United Nations must take steps to make a legislation to protect the dignity and honor of all prophets and sacred books. I completely agree with Pope Francis that the religions had to be treated with respect, so that people’s faiths were not insulted or ridiculed. He stressed that there are limits on freedom of speech, especially when people mocked religion, you cannot provoke, you cannot insult the faith of others and you cannot make fun of the faith of others.

Lastly, Muslims around the world have to play an active role in this very sensitive matter; they must stand up with one voice and raise their issues in a rational and dignified manner, instead of resorting to violence or arson to protest against such ignoble deeds. Also they need to address inaccuracies and errors in their own publications and speeches. These inaccurate accounts of history give a chance to mock about sacred personalities of Islam.

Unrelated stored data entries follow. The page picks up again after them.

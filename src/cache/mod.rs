//! Carte snapshot cache.
//!
//! Serialized entity snapshots keyed by resource path, plus the export job
//! ledger in its own namespace. Supports get, set and prefix delete so that a
//! whole menu subtree can be dropped in one call.
//!
//! ## Configuration
//!
//! ```toml
//! [cache]
//! backend = "redis"            # redis | memory | disabled
//! redis_url = "redis://127.0.0.1:6379"
//! timeout_ms = 250
//! # ttl_seconds = 3600
//! ```

mod config;
mod keys;
mod lock;
mod memory;
mod redis_store;
mod store;

use std::time::Duration;

use thiserror::Error;

pub use config::{CacheBackend, CacheConfig};
pub use keys::{API_PREFIX, CacheKey, KeyPrefix, Namespace, ResourcePath};
pub use store::SnapshotCache;

#[derive(Debug, Error)]
pub enum CacheError {
    #[error("redis error: {0}")]
    Redis(#[from] redis::RedisError),
    #[error("cache operation timed out after {0:?}")]
    Timeout(Duration),
}
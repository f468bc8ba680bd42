use std::time::Instant;

use axum::{
    body::Body,
    http::{HeaderName, HeaderValue, Request},
    middleware::Next,
    response::Response,
};
use tracing::{error, warn};
use uuid::Uuid;

use crate::application::error::ErrorReport;

pub const REQUEST_ID_HEADER: HeaderName = HeaderName::from_static("x-request-id");

#[derive(Clone)]
pub struct RequestContext {
    pub request_id: String,
}

pub async fn set_request_context(mut request: Request<Body>, next: Next) -> Response {
    let request_id = Uuid::new_v4().to_string();
    let ctx = RequestContext {
        request_id: request_id.clone(),
    };
    request.extensions_mut().insert(ctx.clone());

    let mut response = next.run(request).await;
    if let Ok(value) = HeaderValue::from_str(&request_id) {
        response.headers_mut().insert(REQUEST_ID_HEADER, value);
    }
    response.extensions_mut().insert(ctx);
    response
}

pub async fn log_responses(request: Request<Body>, next: Next) -> Response {
    let method = request.method().clone();
    let uri = request.uri().clone();
    let start = Instant::now();

    let request_id = request
        .extensions()
        .get::<RequestContext>()
        .map(|ctx| ctx.request_id.clone())
        .unwrap_or_default();

    let mut response = next.run(request).await;
    let status = response.status();

    if status.is_client_error() || status.is_server_error() {
        let elapsed_ms = start.elapsed().as_millis();
        let report = response.extensions_mut().remove::<ErrorReport>();
        let (source, messages) = match report {
            Some(report) => (report.source, report.messages),
            None => ("unknown", Vec::new()),
        };
        let detail = messages
            .first()
            .cloned()
            .unwrap_or_else(|| "no diagnostic available".to_string());

        if status.is_server_error() {
            error!(
                target = "carte::http::response",
                status = status.as_u16(),
                method = %method,
                path = %uri.path(),
                query = uri.query().unwrap_or(""),
                elapsed_ms = elapsed_ms,
                source = source,
                detail = %detail,
                chain = ?messages,
                request_id = request_id,
                "request failed",
            );
        } else {
            warn!(
                target = "carte::http::response",
                status = status.as_u16(),
                method = %method,
                path = %uri.path(),
                elapsed_ms = elapsed_ms,
                source = source,
                detail = %detail,
                request_id = request_id,
                "client request error",
            );
        }
    }

    response
}
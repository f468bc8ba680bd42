//! Submenu handlers

use axum::Json;
use axum::extract::{Path, State};
use axum::http::StatusCode;
use axum::response::IntoResponse;

use crate::application::catalog::{CatalogError, parse_id};
use crate::domain::types::EntityKind;

use super::catalog_to_api;
use crate::infra::http::api::error::{ApiError, ApiJson};
use crate::infra::http::api::models::EntityRequest;
use crate::infra::http::api::state::ApiState;

fn submenu_path(menu_id: &str, submenu_id: &str) -> Result<(i64, i64), CatalogError> {
    Ok((
        parse_id(EntityKind::Menu, menu_id)?,
        parse_id(EntityKind::Submenu, submenu_id)?,
    ))
}

pub async fn list_submenus(
    State(state): State<ApiState>,
    Path(menu_id): Path<String>,
) -> Result<impl IntoResponse, ApiError> {
    let menu_id = parse_id(EntityKind::Menu, &menu_id).map_err(catalog_to_api)?;
    let submenus = state
        .submenus
        .list(menu_id)
        .await
        .map_err(catalog_to_api)?;
    Ok(Json(submenus))
}

pub async fn get_submenu(
    State(state): State<ApiState>,
    Path((menu_id, submenu_id)): Path<(String, String)>,
) -> Result<impl IntoResponse, ApiError> {
    let (menu_id, id) = submenu_path(&menu_id, &submenu_id).map_err(catalog_to_api)?;
    let submenu = state
        .submenus
        .read(menu_id, id)
        .await
        .map_err(catalog_to_api)?;
    Ok(Json(submenu))
}

pub async fn create_submenu(
    State(state): State<ApiState>,
    Path(menu_id): Path<String>,
    ApiJson(payload): ApiJson<EntityRequest>,
) -> Result<impl IntoResponse, ApiError> {
    let menu_id = parse_id(EntityKind::Menu, &menu_id).map_err(catalog_to_api)?;
    let submenu = state
        .submenus
        .create(menu_id, payload.into())
        .await
        .map_err(catalog_to_api)?;
    Ok((StatusCode::CREATED, Json(submenu)))
}

pub async fn update_submenu(
    State(state): State<ApiState>,
    Path((menu_id, submenu_id)): Path<(String, String)>,
    ApiJson(payload): ApiJson<EntityRequest>,
) -> Result<impl IntoResponse, ApiError> {
    let (menu_id, id) = submenu_path(&menu_id, &submenu_id).map_err(catalog_to_api)?;
    let submenu = state
        .submenus
        .update(menu_id, id, payload.into())
        .await
        .map_err(catalog_to_api)?;
    Ok(Json(submenu))
}

pub async fn delete_submenu(
    State(state): State<ApiState>,
    Path((menu_id, submenu_id)): Path<(String, String)>,
) -> Result<impl IntoResponse, ApiError> {
    let (menu_id, id) = submenu_path(&menu_id, &submenu_id).map_err(catalog_to_api)?;
    let confirmation = state
        .submenus
        .delete(menu_id, id)
        .await
        .map_err(catalog_to_api)?;
    Ok(Json(confirmation))
}
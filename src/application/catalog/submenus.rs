use std::sync::Arc;

use tracing::info;

use crate::application::repos::{
    CreateSubmenuParams, MenusRepo, SubmenusRepo, SubmenusWriteRepo, UpdateSubmenuParams,
};
use crate::cache::{ResourcePath, SnapshotCache};
use crate::domain::types::EntityKind;

use super::snapshots;
use super::{CatalogError, DeleteConfirmation, EntityInput, SubmenuView};

const KIND: EntityKind = EntityKind::Submenu;

#[derive(Clone)]
pub struct SubmenuService {
    menus: Arc<dyn MenusRepo>,
    reader: Arc<dyn SubmenusRepo>,
    writer: Arc<dyn SubmenusWriteRepo>,
    cache: Arc<SnapshotCache>,
}

impl SubmenuService {
    pub fn new(
        menus: Arc<dyn MenusRepo>,
        reader: Arc<dyn SubmenusRepo>,
        writer: Arc<dyn SubmenusWriteRepo>,
        cache: Arc<SnapshotCache>,
    ) -> Self {
        Self {
            menus,
            reader,
            writer,
            cache,
        }
    }

    /// Submenus of `menu_id`; empty when the menu does not exist.
    pub async fn list(&self, menu_id: i64) -> Result<Vec<SubmenuView>, CatalogError> {
        let records = self.reader.list_submenus(menu_id).await?;
        let mut views = Vec::with_capacity(records.len());
        for record in records {
            let path = ResourcePath::submenu(menu_id, record.id);
            let view = SubmenuView::from(record);
            snapshots::store(&self.cache, &path, &view).await;
            views.push(view);
        }
        Ok(views)
    }

    pub async fn read(&self, menu_id: i64, id: i64) -> Result<SubmenuView, CatalogError> {
        let path = ResourcePath::submenu(menu_id, id);
        let view = match snapshots::load::<SubmenuView>(&self.cache, &path).await {
            Some(view) => view,
            None => self
                .reader
                .find_submenu(menu_id, id)
                .await?
                .map(SubmenuView::from)
                .ok_or(CatalogError::NotFound(KIND))?,
        };
        snapshots::store(&self.cache, &path, &view).await;
        Ok(view)
    }

    /// Creates the submenu and drops the parent menu's cached subtree, whose
    /// `submenus_count` just changed.
    pub async fn create(
        &self,
        menu_id: i64,
        input: EntityInput,
    ) -> Result<SubmenuView, CatalogError> {
        let input = input.validated()?;
        if self
            .reader
            .find_submenu_by_title(&input.title)
            .await?
            .is_some()
        {
            return Err(CatalogError::Conflict(KIND));
        }
        if self.menus.find_menu(menu_id).await?.is_none() {
            return Err(CatalogError::NotFound(EntityKind::Menu));
        }

        let record = self
            .writer
            .create_submenu(CreateSubmenuParams {
                menu_id,
                title: input.title,
                description: input.description,
            })
            .await
            .map_err(|err| CatalogError::from_write(KIND, EntityKind::Menu, err))?;

        self.cache
            .invalidate_subtree(&ResourcePath::menu(menu_id))
            .await;
        info!(
            target = "carte::application::catalog",
            menu_id,
            submenu_id = record.id,
            "submenu created"
        );
        Ok(SubmenuView::from(record))
    }

    pub async fn update(
        &self,
        menu_id: i64,
        id: i64,
        input: EntityInput,
    ) -> Result<SubmenuView, CatalogError> {
        let input = input.validated()?;
        if self.reader.find_submenu(menu_id, id).await?.is_none() {
            return Err(CatalogError::NotFound(KIND));
        }
        if let Some(existing) = self.reader.find_submenu_by_title(&input.title).await?
            && existing.id != id
        {
            return Err(CatalogError::Conflict(KIND));
        }

        let record = self
            .writer
            .update_submenu(UpdateSubmenuParams {
                menu_id,
                id,
                title: input.title,
                description: input.description,
            })
            .await
            .map_err(|err| CatalogError::from_write(KIND, KIND, err))?;

        let view = SubmenuView::from(record);
        snapshots::replace(&self.cache, &ResourcePath::submenu(menu_id, id), &view).await;
        Ok(view)
    }

    /// Deletes the submenu and its dishes, then drops the whole cached subtree
    /// of the parent menu.
    pub async fn delete(&self, menu_id: i64, id: i64) -> Result<DeleteConfirmation, CatalogError> {
        if self.reader.find_submenu(menu_id, id).await?.is_none() {
            return Err(CatalogError::NotFound(KIND));
        }
        self.writer
            .delete_submenu(menu_id, id)
            .await
            .map_err(|err| CatalogError::from_write(KIND, KIND, err))?;

        self.cache
            .invalidate_subtree(&ResourcePath::menu(menu_id))
            .await;
        info!(
            target = "carte::application::catalog",
            menu_id,
            submenu_id = id,
            "submenu deleted"
        );
        Ok(DeleteConfirmation::for_kind(KIND))
    }
}
use std::path::PathBuf;

use clap::{Args, Parser, Subcommand, ValueHint, builder::BoolishValueParser};

/// Command-line arguments for the Carte binary.
#[derive(Debug, Parser)]
#[command(name = "carte", version, about = "Carte menu catalog server")]
pub struct CliArgs {
    /// Optional path to a configuration file.
    #[arg(long = "config-file", env = "CARTE_CONFIG_FILE", value_name = "PATH")]
    pub config_file: Option<PathBuf>,

    #[command(subcommand)]
    pub command: Option<Command>,
}

#[derive(Debug, Subcommand, Clone)]
pub enum Command {
    /// Run the HTTP API and the export worker.
    Serve(Box<ServeArgs>),
    /// Render the current catalog into a spreadsheet file.
    #[command(name = "export")]
    Export(ExportArgs),
    /// Apply database migrations and exit.
    #[command(name = "migrate")]
    Migrate(MigrateArgs),
}

#[derive(Debug, Args, Default, Clone)]
pub struct DatabaseOverride {
    /// Override the database connection URL.
    #[arg(long = "database-url", value_name = "URL")]
    pub database_url: Option<String>,
}

#[derive(Debug, Args, Default, Clone)]
pub struct ServeArgs {
    #[command(flatten)]
    pub overrides: ServeOverrides,
}

#[derive(Debug, Args, Default, Clone)]
pub struct ServeOverrides {
    /// Override the listener host.
    #[arg(long = "server-host", value_name = "HOST")]
    pub server_host: Option<String>,

    /// Override the listener port.
    #[arg(long = "server-port", value_name = "PORT")]
    pub server_port: Option<u16>,

    /// Override the base log level (trace|debug|info|warn|error).
    #[arg(long = "log-level", value_name = "LEVEL")]
    pub log_level: Option<String>,

    /// Toggle JSON logging.
    #[arg(
        long = "log-json",
        value_name = "BOOL",
        value_parser = BoolishValueParser::new()
    )]
    pub log_json: Option<bool>,

    /// Override the database connection URL.
    #[arg(long = "database-url", value_name = "URL")]
    pub database_url: Option<String>,

    /// Override the HTTP database pool size.
    #[arg(long = "database-http-max-connections", value_name = "COUNT")]
    pub database_http_max_connections: Option<u32>,

    /// Override the jobs database pool size.
    #[arg(long = "database-jobs-max-connections", value_name = "COUNT")]
    pub database_jobs_max_connections: Option<u32>,

    /// Override the cache backend (redis|memory|disabled).
    #[arg(long = "cache-backend", value_name = "BACKEND")]
    pub cache_backend: Option<String>,

    /// Override the Redis connection URL.
    #[arg(long = "cache-redis-url", value_name = "URL")]
    pub cache_redis_url: Option<String>,

    /// Override the render-export worker concurrency.
    #[arg(long = "jobs-render-export-concurrency", value_name = "COUNT")]
    pub jobs_render_export_concurrency: Option<u32>,

    /// Override the directory export files are written to.
    #[arg(
        long = "exports-directory",
        value_name = "PATH",
        value_hint = ValueHint::DirPath
    )]
    pub exports_directory: Option<PathBuf>,
}

#[derive(Debug, Args, Clone)]
pub struct ExportArgs {
    #[command(flatten)]
    pub database: DatabaseOverride,

    #[arg(value_name = "FILE", value_hint = ValueHint::FilePath)]
    pub file: PathBuf,
}

#[derive(Debug, Args, Default, Clone)]
pub struct MigrateArgs {
    #[command(flatten)]
    pub database: DatabaseOverride,
}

Apart from any religion or faith, this is responsibility of every conscientious individual to play his part to stop such provocative actions. Every sensible person wants peace and harmony in the society. The developed societies have worked very hard to stop racism, inequality, and ethnic discrimination. It was all because of initiative from a certain individual, which resulted in a collective effort of whole society. Similar kind of approach is required to stop hate speech. Interfaith conference will be a good idea for the religious and political leaders to sit together and brainstorm on this issue and try to draw the parameters for ‘freedom of expression’, whereby dignity and respect for every faith, religion and belief is protected.